> **Aim of the exercise**
Reproduce the entries exactly as they appear below.

(Dataset entries)

^^^^

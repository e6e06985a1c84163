//! Scene lifecycle phase source.
//!
//! The host reports phase transitions through [`LifecycleGate::transition`].
//! Only real changes are published; the hub turns each one into a
//! `PhaseChanged` reconciliation action for the arbiter and the notification
//! queue.

use serde::{Deserialize, Serialize};
use std::fmt;
use tokio::sync::watch;

/// Foreground state of the app's scene
#[derive(Debug, Clone, Copy, PartialEq, Eq, Hash, Default, Serialize, Deserialize)]
#[serde(rename_all = "snake_case")]
pub enum LifecyclePhase {
    /// Visible and receiving input
    #[default]
    Active,
    /// Visible but not receiving input (system sheet, app switcher)
    Inactive,
    /// Not visible
    Background,
}

impl LifecyclePhase {
    /// Whether the scene is in the foreground and interactive
    #[must_use]
    pub const fn is_active(self) -> bool {
        matches!(self, Self::Active)
    }
}

impl fmt::Display for LifecyclePhase {
    fn fmt(&self, f: &mut fmt::Formatter<'_>) -> fmt::Result {
        match self {
            Self::Active => f.write_str("active"),
            Self::Inactive => f.write_str("inactive"),
            Self::Background => f.write_str("background"),
        }
    }
}

/// Process-wide phase holder
#[derive(Debug, Clone)]
pub struct LifecycleGate {
    sender: watch::Sender<LifecyclePhase>,
}

impl LifecycleGate {
    /// Create a gate starting in `initial`
    #[must_use]
    pub fn new(initial: LifecyclePhase) -> Self {
        let (sender, _) = watch::channel(initial);
        Self { sender }
    }

    /// Current phase
    #[must_use]
    pub fn phase(&self) -> LifecyclePhase {
        *self.sender.borrow()
    }

    /// Record a transition; returns the previous phase if it changed
    ///
    /// Repeating the current phase is ignored and returns `None`.
    pub fn transition(&self, phase: LifecyclePhase) -> Option<LifecyclePhase> {
        let mut previous = None;
        self.sender.send_if_modified(|current| {
            if *current == phase {
                return false;
            }
            previous = Some(*current);
            *current = phase;
            true
        });

        if let Some(from) = previous {
            tracing::debug!(%from, to = %phase, "Lifecycle transition");
        }
        previous
    }

    /// Watch phase changes
    #[must_use]
    pub fn subscribe(&self) -> watch::Receiver<LifecyclePhase> {
        self.sender.subscribe()
    }
}

impl Default for LifecycleGate {
    fn default() -> Self {
        Self::new(LifecyclePhase::default())
    }
}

^^^^

> **Answer below**
repository e6e06985a1c84163
//! Scene lifecycle phase source.
//!
//! The host reports phase transitions through [`LifecycleGate::transition`].
//! Only real changes are published; the hub turns each one into a
//! `PhaseChanged` reconciliation action for the arbiter and the notification
//! queue.

use serde::{Deserialize, Serialize};
use std::fmt;
use tokio::sync::watch;

/// Foreground state of the app's scene
#[derive(Debug, Clone, Copy, PartialEq, Eq, Hash, Default, Serialize, Deserialize)]
#[serde(rename_all = "snake_case")]
pub enum LifecyclePhase {
    /// Visible and receiving input
    #[default]
    Active,
    /// Visible but not receiving input (system sheet, app switcher)
    Inactive,
    /// Not visible
    Background,
}

impl LifecyclePhase {
    /// Whether the scene is in the foreground and interactive
    #[must_use]
    pub const fn is_active(self) -> bool {
        matches!(self, Self::Active)
    }
}

impl fmt::Display for LifecyclePhase {
    fn fmt(&self, f: &mut fmt::Formatter<'_>) -> fmt::Result {
        match self {
            Self::Active => f.write_str("active"),
            Self::Inactive => f.write_str("inactive"),
            Self::Background => f.write_str("background"),
        }
    }
}

/// Process-wide phase holder
#[derive(Debug, Clone)]
pub struct LifecycleGate {
    sender: watch::Sender<LifecyclePhase>,
}

impl LifecycleGate {
    /// Create a gate starting in `initial`
    #[must_use]
    pub fn new(initial: LifecyclePhase) -> Self {
        let (sender, _) = watch::channel(initial);
        Self { sender }
    }

    /// Current phase
    #[must_use]
    pub fn phase(&self) -> LifecyclePhase {
        *self.sender.borrow()
    }

    /// Record a transition; returns the previous phase if it changed
    ///
    /// Repeating the current phase is ignored and returns `None`.
    pub fn transition(&self, phase: LifecyclePhase) -> Option<LifecyclePhase> {
        let mut previous = None;
        self.sender.send_if_modified(|current| {
            if *current == phase {
                return false;
            }
            previous = Some(*current);
            *current = phase;
            true
        });

        if let Some(from) = previous {
            tracing::debug!(%from, to = %phase, "Lifecycle transition");
        }
        previous
    }

    /// Watch phase changes
    #[must_use]
    pub fn subscribe(&self) -> watch::Receiver<LifecyclePhase> {
        self.sender.subscribe()
    }
}

impl Default for LifecycleGate {
    fn default() -> Self {
        Self::new(LifecyclePhase::default())
    }
}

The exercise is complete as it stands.